WHAT IS NEEDED - If a line in the entries below includes the string "table", copy it out.

RECORDS PROVIDED -

//! Entry-name tokenizer.
//!
//! An entry name addresses a value reachable from the interpreter's globals
//! with dots for table fields and brackets for 1-based integer keys, e.g.
//! `compositions.concerti_grossi_op_6[3]`.  Grammar:
//!
//! ```text
//! Name   = Seg ( ('.' Seg) | ('[' Digits ']') )*
//! Seg    = one or more characters other than '.' and '['
//! Digits = one or more decimal digits
//! ```
//!
//! The tokenizer is lenient: a malformed name (leading separator, empty
//! segment, non-decimal bracket content, text after a `]`) yields `None`,
//! which the navigator reports as "entry not found" rather than an error.

/// One navigation step of an entry name.
#[derive(Debug, Clone, PartialEq, Eq)]
pub enum Step {
    /// A table field (or global binding, for the first step).
    Field(String),
    /// An integer key, 1-based by Lua convention.
    Index(i64),
}

/// Split a name into navigation steps, or `None` if the name is malformed.
///
/// The first step is always a `Field`; names are taken verbatim, with no
/// whitespace handling.
pub fn tokenize(name: &str) -> Option<Vec<Step>> {
    let mut chars = name.chars().peekable();
    let mut steps = vec![Step::Field(segment(&mut chars)?)];

    while let Some(c) = chars.next() {
        match c {
            '.' => steps.push(Step::Field(segment(&mut chars)?)),
            '[' => {
                let mut digits = String::new();
                loop {
                    match chars.next() {
                        Some(d) if d.is_ascii_digit() => digits.push(d),
                        Some(']') => break,
                        _ => return None,
                    }
                }
                if digits.is_empty() {
                    return None;
                }
                steps.push(Step::Index(digits.parse().ok()?));
            }
            // Only a separator may follow a closing bracket.
            _ => return None,
        }
    }
    Some(steps)
}

/// Consume a non-empty run of segment characters.
fn segment(chars: &mut std::iter::Peekable<std::str::Chars<'_>>) -> Option<String> {
    let mut seg = String::new();
    while let Some(&c) = chars.peek() {
        if c == '.' || c == '[' {
            break;
        }
        seg.push(c);
        chars.next();
    }
    if seg.is_empty() {
        None
    } else {
        Some(seg)
    }
}

// ── Tests ─────────────────────────────────────────────────────────────────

EXERCISE RESULT -
//! with dots for table fields and brackets for 1-based integer keys, e.g.
    /// A table field (or global binding, for the first step).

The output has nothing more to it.